*Your objective*
Among the lines of data below, reproduce only those from the one with "pub fn worksheet_rows(&self)" through the one with "pub fn new(sheets: Vec<Sheet>, source: SourceKind)", exactly as they stand, both ends included.

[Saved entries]
****************

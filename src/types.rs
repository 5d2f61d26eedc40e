use chrono::{DateTime, NaiveDate, NaiveDateTime, Utc};
use serde::{Deserialize, Serialize};
use std::cmp::Ordering;
use std::collections::BTreeSet;
use std::path::PathBuf;

use crate::spec::OperationSpec;
use crate::style::StyleMap;

/// Date layouts recognised when a text cell (or a spec value) is read as a date.
pub const DATE_FORMATS: &[&str] = &["%Y-%m-%d", "%d/%m/%Y", "%m/%d/%Y", "%Y/%m/%d", "%d-%m-%Y"];

//==============================================================================
// Cell values
//==============================================================================

/// A single typed cell value
#[derive(Debug, Clone, PartialEq, Default, Serialize, Deserialize)]
#[serde(untagged)]
pub enum CellValue {
    #[default]
    Null,
    Bool(bool),
    Number(f64),
    Date(NaiveDateTime),
    Text(String),
}

impl CellValue {
    pub fn text(s: impl Into<String>) -> Self {
        CellValue::Text(s.into())
    }

    /// Null, or text that is empty after trimming
    pub fn is_null(&self) -> bool {
        match self {
            CellValue::Null => true,
            CellValue::Text(s) => s.trim().is_empty(),
            _ => false,
        }
    }

    /// Numeric view; text is parsed leniently (thousands separators allowed)
    pub fn as_number(&self) -> Option<f64> {
        match self {
            CellValue::Number(n) => Some(*n),
            CellValue::Text(s) => s.trim().replace(',', "").parse::<f64>().ok(),
            _ => None,
        }
    }

    pub fn as_date(&self) -> Option<NaiveDateTime> {
        match self {
            CellValue::Date(d) => Some(*d),
            CellValue::Text(s) => parse_date_text(s),
            _ => None,
        }
    }

    pub fn display_text(&self) -> String {
        match self {
            CellValue::Null => String::new(),
            CellValue::Bool(b) => if *b { "TRUE" } else { "FALSE" }.to_string(),
            CellValue::Number(n) => format_number(*n),
            CellValue::Date(d) => {
                if d.time() == chrono::NaiveTime::MIN {
                    d.format("%Y-%m-%d").to_string()
                } else {
                    d.format("%Y-%m-%d %H:%M:%S").to_string()
                }
            }
            CellValue::Text(s) => s.clone(),
        }
    }

    pub fn type_name(&self) -> &'static str {
        match self {
            CellValue::Null => "Null",
            CellValue::Bool(_) => "Boolean",
            CellValue::Number(_) => "Number",
            CellValue::Date(_) => "Date",
            CellValue::Text(_) => "Text",
        }
    }

    /// Convert a JSON scalar from a spec document
    pub fn from_json(value: &serde_json::Value) -> Self {
        match value {
            serde_json::Value::Null => CellValue::Null,
            serde_json::Value::Bool(b) => CellValue::Bool(*b),
            serde_json::Value::Number(n) => n.as_f64().map_or(CellValue::Null, CellValue::Number),
            serde_json::Value::String(s) => CellValue::Text(s.clone()),
            other => CellValue::Text(other.to_string()),
        }
    }

    /// Loose equality: numbers match numeric text, everything else is typed.
    pub fn loosely_equals(&self, other: &CellValue) -> bool {
        match (self, other) {
            (CellValue::Number(a), CellValue::Number(b)) => a == b,
            (CellValue::Number(a), CellValue::Text(_)) => other.as_number() == Some(*a),
            (CellValue::Text(_), CellValue::Number(b)) => self.as_number() == Some(*b),
            (CellValue::Date(a), _) => other.as_date() == Some(*a),
            (_, CellValue::Date(b)) => self.as_date() == Some(*b),
            _ => self == other,
        }
    }

    /// Sort order within one column. Nulls are handled by the caller.
    pub fn sort_cmp(&self, other: &CellValue) -> Ordering {
        match (self, other) {
            (CellValue::Number(a), CellValue::Number(b)) => a.total_cmp(b),
            (CellValue::Date(a), CellValue::Date(b)) => a.cmp(b),
            (CellValue::Bool(a), CellValue::Bool(b)) => a.cmp(b),
            (CellValue::Text(a), CellValue::Text(b)) => a.cmp(b),
            _ => self.type_rank().cmp(&other.type_rank()),
        }
    }

    fn type_rank(&self) -> u8 {
        match self {
            CellValue::Number(_) => 0,
            CellValue::Date(_) => 1,
            CellValue::Bool(_) => 2,
            CellValue::Text(_) => 3,
            CellValue::Null => 4,
        }
    }
}

pub fn parse_date_text(text: &str) -> Option<NaiveDateTime> {
    let text = text.trim();
    if let Ok(dt) = NaiveDateTime::parse_from_str(text, "%Y-%m-%d %H:%M:%S") {
        return Some(dt);
    }
    if let Ok(dt) = NaiveDateTime::parse_from_str(text, "%Y-%m-%dT%H:%M:%S") {
        return Some(dt);
    }
    DATE_FORMATS
        .iter()
        .find_map(|fmt| NaiveDate::parse_from_str(text, fmt).ok())
        .and_then(|d| d.and_hms_opt(0, 0, 0))
}

/// Format a number for display, removing unnecessary decimal places
pub fn format_number(n: f64) -> String {
    if n.fract() == 0.0 && n.abs() < 1e15 {
        return format!("{}", n as i64);
    }
    let rounded = (n * 1e6).round() / 1e6;
    format!("{:.6}", rounded)
        .trim_end_matches('0')
        .trim_end_matches('.')
        .to_string()
}

//==============================================================================
// Tables
//==============================================================================

/// A named column of typed values
#[derive(Debug, Clone, PartialEq)]
pub struct Column {
    pub name: String,
    pub values: Vec<CellValue>,
}

impl Column {
    pub fn new(name: impl Into<String>, values: Vec<CellValue>) -> Self {
        Self {
            name: name.into(),
            values,
        }
    }

    pub fn len(&self) -> usize {
        self.values.len()
    }

    pub fn is_empty(&self) -> bool {
        self.values.is_empty()
    }
}

/// Ordered named columns of equal length
#[derive(Debug, Clone, Default, PartialEq)]
pub struct Table {
    pub columns: Vec<Column>,
}

impl Table {
    pub fn new() -> Self {
        Self::default()
    }

    /// Build from a header and row-major data, checking every row's width.
    pub fn from_rows(headers: &[&str], rows: Vec<Vec<CellValue>>) -> Result<Self, String> {
        let mut columns: Vec<Column> = headers
            .iter()
            .map(|h| Column::new(*h, Vec::with_capacity(rows.len())))
            .collect();
        for (idx, row) in rows.into_iter().enumerate() {
            if row.len() != columns.len() {
                return Err(format!(
                    "Row {} has {} values, expected {}",
                    idx + 1,
                    row.len(),
                    columns.len()
                ));
            }
            for (col, value) in columns.iter_mut().zip(row) {
                col.values.push(value);
            }
        }
        Ok(Self { columns })
    }

    pub fn add_column(&mut self, column: Column) {
        self.columns.push(column);
    }

    /// Number of rows (length of first column, all should be same)
    pub fn row_count(&self) -> usize {
        self.columns.first().map_or(0, |col| col.len())
    }

    pub fn column_count(&self) -> usize {
        self.columns.len()
    }

    pub fn column_names(&self) -> Vec<&str> {
        self.columns.iter().map(|c| c.name.as_str()).collect()
    }

    /// Exact match first, then a trimmed case-insensitive match.
    pub fn column_index(&self, name: &str) -> Option<usize> {
        self.columns
            .iter()
            .position(|c| c.name == name)
            .or_else(|| {
                let wanted = name.trim().to_lowercase();
                self.columns
                    .iter()
                    .position(|c| c.name.trim().to_lowercase() == wanted)
            })
    }

    pub fn column(&self, name: &str) -> Option<&Column> {
        self.column_index(name).map(|idx| &self.columns[idx])
    }

    pub fn cell(&self, row: usize, col: usize) -> &CellValue {
        &self.columns[col].values[row]
    }

    pub fn row(&self, row: usize) -> Vec<CellValue> {
        self.columns.iter().map(|c| c.values[row].clone()).collect()
    }

    pub fn push_row(&mut self, row: Vec<CellValue>) {
        debug_assert_eq!(row.len(), self.columns.len());
        for (col, value) in self.columns.iter_mut().zip(row) {
            col.values.push(value);
        }
    }

    /// New table containing the given source rows, in the given order
    pub fn take_rows(&self, indices: &[usize]) -> Table {
        Table {
            columns: self
                .columns
                .iter()
                .map(|c| {
                    let values = indices.iter().map(|&i| c.values[i].clone()).collect();
                    Column::new(c.name.clone(), values)
                })
                .collect(),
        }
    }

    /// Validate all columns have the same length
    pub fn validate_lengths(&self) -> Result<(), String> {
        let row_count = self.row_count();
        for column in &self.columns {
            if column.len() != row_count {
                return Err(format!(
                    "Column '{}' has {} rows, expected {} rows",
                    column.name,
                    column.len(),
                    row_count
                ));
            }
        }
        Ok(())
    }
}

//==============================================================================
// Sheets and artifacts
//==============================================================================

/// Sheet-level view settings that are not per-cell style
#[derive(Debug, Clone, PartialEq, Eq, Serialize, Deserialize)]
pub struct SheetLayout {
    /// Frozen (rows, cols); `None` = no freeze
    pub freeze_panes: Option<(u32, u16)>,
    pub auto_filter: bool,
}

impl Default for SheetLayout {
    fn default() -> Self {
        Self {
            freeze_panes: None,
            auto_filter: true,
        }
    }
}

/// One named worksheet: table data plus its style and layout
#[derive(Debug, Clone, PartialEq)]
pub struct Sheet {
    pub name: String,
    pub table: Table,
    pub styles: StyleMap,
    pub layout: SheetLayout,
    /// Data-row indices holding computed subtotal rows
    pub summary_rows: BTreeSet<usize>,
}

impl Sheet {
    pub fn new(name: impl Into<String>, table: Table) -> Self {
        Self {
            name: name.into(),
            table,
            styles: StyleMap::new(),
            layout: SheetLayout::default(),
            summary_rows: BTreeSet::new(),
        }
    }

    /// Worksheet row count including the header
    pub fn worksheet_rows(&self) -> usize {
        self.table.row_count() + 1
    }
}

#[derive(Debug, Clone, Copy, PartialEq, Eq, Serialize, Deserialize)]
#[serde(rename_all = "lowercase")]
pub enum SourceKind {
    Upload,
    Generated,
}

/// An immutable, fully-realized workbook
#[derive(Debug, Clone)]
pub struct Artifact {
    pub id: String,
    pub sheets: Vec<Sheet>,
    pub source: SourceKind,
    pub created_at: DateTime<Utc>,
    pub produced_by: Option<OperationSpec>,
    /// Where the artifact was persisted, if it was
    pub file: Option<PathBuf>,
}

impl Artifact {
    pub fn new(sheets: Vec<Sheet>, source: SourceKind) -> Self {
        Self {
            id: uuid::Uuid::new_v4().to_string(),
            sheets,
            source,
            created_at: Utc::now(),
            produced_by: None,
            file: None,
        }
    }

    pub fn sheet_names(&self) -> Vec<String> {
        self.sheets.iter().map(|s| s.name.clone()).collect()
    }

    /// Data row counts (header excluded)
    pub fn row_counts(&self) -> Vec<usize> {
        self.sheets.iter().map(|s| s.table.row_count()).collect()
    }

    /// Case-insensitive sheet lookup
    pub fn sheet_index(&self, name: &str) -> Option<usize> {
        let wanted = name.trim().to_lowercase();
        self.sheets
            .iter()
            .position(|s| s.name.to_lowercase() == wanted)
    }

    pub fn filename(&self) -> Option<String> {
        self.file
            .as_ref()
            .and_then(|p| p.file_name())
            .map(|n| n.to_string_lossy().into_owned())
    }
}

#[cfg(test)]
mod tests {
    use super::*;

    fn status_table() -> Table {
        Table::from_rows(
            &["Status", "Amount"],
            vec![
                vec![CellValue::text("Active"), CellValue::Number(10.0)],
                vec![CellValue::text("Paused"), CellValue::Number(20.0)],
            ],
        )
        .unwrap()
    }

    #[test]
    fn test_from_rows_rejects_ragged_rows() {
        let err = Table::from_rows(&["a", "b"], vec![vec![CellValue::Null]]).unwrap_err();
        assert!(err.contains("expected 2"));
    }

    #[test]
    fn test_column_index_falls_back_to_case_insensitive() {
        let table = status_table();
        assert_eq!(table.column_index("Status"), Some(0));
        assert_eq!(table.column_index(" amount "), Some(1));
        assert_eq!(table.column_index("Missing"), None);
    }

    #[test]
    fn test_take_rows_reorders() {
        let table = status_table();
        let taken = table.take_rows(&[1, 0, 1]);
        assert_eq!(taken.row_count(), 3);
        assert_eq!(taken.cell(0, 0), &CellValue::text("Paused"));
        assert_eq!(taken.cell(1, 1), &CellValue::Number(10.0));
        assert!(taken.validate_lengths().is_ok());
    }

    #[test]
    fn test_null_detection() {
        assert!(CellValue::Null.is_null());
        assert!(CellValue::text("  ").is_null());
        assert!(!CellValue::Number(0.0).is_null());
    }

    #[test]
    fn test_loose_equality() {
        assert!(CellValue::Number(5.0).loosely_equals(&CellValue::text("5")));
        assert!(!CellValue::text("Active").loosely_equals(&CellValue::text("active")));
        let date = parse_date_text("2024-03-01").unwrap();
        assert!(CellValue::Date(date).loosely_equals(&CellValue::text("01/03/2024")));
    }

    #[test]
    fn test_display_text() {
        assert_eq!(CellValue::Number(3.0).display_text(), "3");
        assert_eq!(CellValue::Number(2.5).display_text(), "2.5");
        assert_eq!(CellValue::Bool(true).display_text(), "TRUE");
        let date = parse_date_text("2024-03-01").unwrap();
        assert_eq!(CellValue::Date(date).display_text(), "2024-03-01");
    }

    #[test]
    fn test_artifact_sheet_lookup() {
        let artifact = Artifact::new(
            vec![Sheet::new("Learners", status_table())],
            SourceKind::Upload,
        );
        assert_eq!(artifact.sheet_index("learners"), Some(0));
        assert_eq!(artifact.row_counts(), vec![2]);
        assert!(artifact.filename().is_none());
    }
}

****************

*Answer section*
    pub fn worksheet_rows(&self) -> usize {
        self.table.row_count() + 1
    }
}

#[derive(Debug, Clone, Copy, PartialEq, Eq, Serialize, Deserialize)]
#[serde(rename_all = "lowercase")]
pub enum SourceKind {
    Upload,
    Generated,
}

/// An immutable, fully-realized workbook
#[derive(Debug, Clone)]
pub struct Artifact {
    pub id: String,
    pub sheets: Vec<Sheet>,
    pub source: SourceKind,
    pub created_at: DateTime<Utc>,
    pub produced_by: Option<OperationSpec>,
    /// Where the artifact was persisted, if it was
    pub file: Option<PathBuf>,
}

impl Artifact {
    pub fn new(sheets: Vec<Sheet>, source: SourceKind) -> Self {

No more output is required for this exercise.